The loss of gain due to the use of traps or other forms of loading
elements does not necessarily mean loss of power in the sense of
conversion into heat. Hence, a low-Q trap does not turn it into a
resistor. Rather, it turns it into an inefficient trap, which allows
significant power beyond the trap point. Low Q will also mean a higher
resistance, but in relationship to the reactance of the components, and
this may also create a higher power loss, but usually not to the point of
self-destruction. The reduction of gain on 20 meters of a 20-15-10 meter
trap beam is in part due to the fact that at 20 meters, the traps act as
inductive loads in the elements, reducing effective radiation from the
element to the degree that coil loads can be considered to be almost
non-radiating substitutes for what would otherwise have been at that point
a linear radiating element segment.
I have had occasion to do some extensive modeling of various loading
schemes for simple 2-element Yagis. This has included center-coil
loading, linear loading, and capacity hat loading. Without dragging out
all the files, here from memory are some results. For beams about 0.7
full size, the capacity hat models closely matched the full size models in
gain and front-to-back ratio--largely because the hats were located at low
current positions. The small models I used (and built for 10 meters)
showed gains of about 6.1-6.2 dBi and F-B ratios of about 12 dB.
When the same 0.7 full-size beam was center loaded, the gain dropped to
the 5.7-5.8 dBi range, with linear loading having an advantage. In fact,
for this size beam, linear loads from aluminum wire showed an equivalent
coil Q of over 300. In the abstract, it is possible to make solenoid
coils with Qs equalling 300, but in practice, in the weather and
pollution, sustaining a Q of 100 is unlikely without heroic maintenance
and protection methods.
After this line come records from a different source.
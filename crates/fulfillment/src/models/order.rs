//! Order aggregate: an order, its line items, and the address snapshot.

use chrono::{DateTime, Utc};
use heron_core::{Money, OrderId, OrderItemId, OrderOwner, OrderStatus, PaymentStatus, ProductId};
use serde::{Deserialize, Serialize};

/// A shipping address snapshot.
///
/// Copied onto the order at creation time so later edits to a customer's
/// address book cannot change where an in-flight order ships.
#[derive(Debug, Clone, PartialEq, Eq, Serialize, Deserialize)]
pub struct Address {
    pub name: String,
    pub line1: String,
    #[serde(default)]
    pub line2: Option<String>,
    pub city: String,
    pub region: String,
    pub postal_code: String,
    pub country: String,
}

/// An order.
///
/// Immutable after creation except for the status fields and the
/// timestamps their transitions stamp. Totals are computed once from
/// server-trusted prices; line items and the address snapshot never
/// change.
#[derive(Debug, Clone, Serialize)]
pub struct Order {
    pub id: OrderId,
    /// Externally visible, human-shareable identifier.
    pub order_number: String,
    pub owner: OrderOwner,
    pub status: OrderStatus,
    pub payment_status: PaymentStatus,
    pub subtotal: Money,
    pub shipping: Money,
    pub tax: Money,
    pub total: Money,
    pub shipping_address: Address,
    pub tracking_number: Option<String>,
    pub cancel_reason: Option<String>,
    pub created_at: DateTime<Utc>,
    pub shipped_at: Option<DateTime<Utc>>,
    pub delivered_at: Option<DateTime<Utc>>,
    pub cancelled_at: Option<DateTime<Utc>>,
    /// When the reservation hold was returned to the pool, if ever
    /// (expiry sweep or pre-payment cancellation).
    pub reservation_released_at: Option<DateTime<Utc>>,
}

impl Order {
    /// Whether the reservation backing this order still exists.
    ///
    /// Payment confirmation requires it; once the sweeper has reclaimed
    /// the hold the order can no longer be confirmed.
    #[must_use]
    pub const fn reservation_held(&self) -> bool {
        self.reservation_released_at.is_none()
    }
}

/// A line item with its price and name snapshots.
#[derive(Debug, Clone, Serialize)]
pub struct OrderItem {
    pub id: OrderItemId,
    pub order_id: OrderId,
    pub product_id: ProductId,
    /// Name at order time, for user-facing messages without a catalog join.
    pub product_name: String,
    pub quantity: i32,
    /// Unit price at order time, immune to later catalog price changes.
    pub unit_price: Money,
}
Q's of 100 or less dropped the beam gain further.
However, these center-loaded antennas permitted much higher front-to-back
ratios: 18-20+ dB was obtainable (both in models and with point-to-point
tests)--but over a narrow bandwidth.
So what's your point? Simply this: the performance of loading elements
can affect beam performance without occasioning large losses of power by
conversion to heat. The power is simply being radiated somewhere else
outside the pattern that is usually taken at a specific elevation angle of
maximum radiation. It may be up, sideways, or angular, depending on the
design and ground reflections. Compare a full size Moxon rectangle with a
full-size 2-element Yagi for a graphic comparison of full-size antennas
with equivalent radiation efficiencies with very different patterns.
Adequate tests by independent researchers would require an adequate test
range and a tremendous investment of money for beams, work for mounting
and dismounting, and control of all variables. Unfortunately, I do not
hear that Iowa Field of Dreams haunting call: "Build it. They will
come." Until someone does build it, I keep a salt shaker in hand when I
read antenna advertising claims.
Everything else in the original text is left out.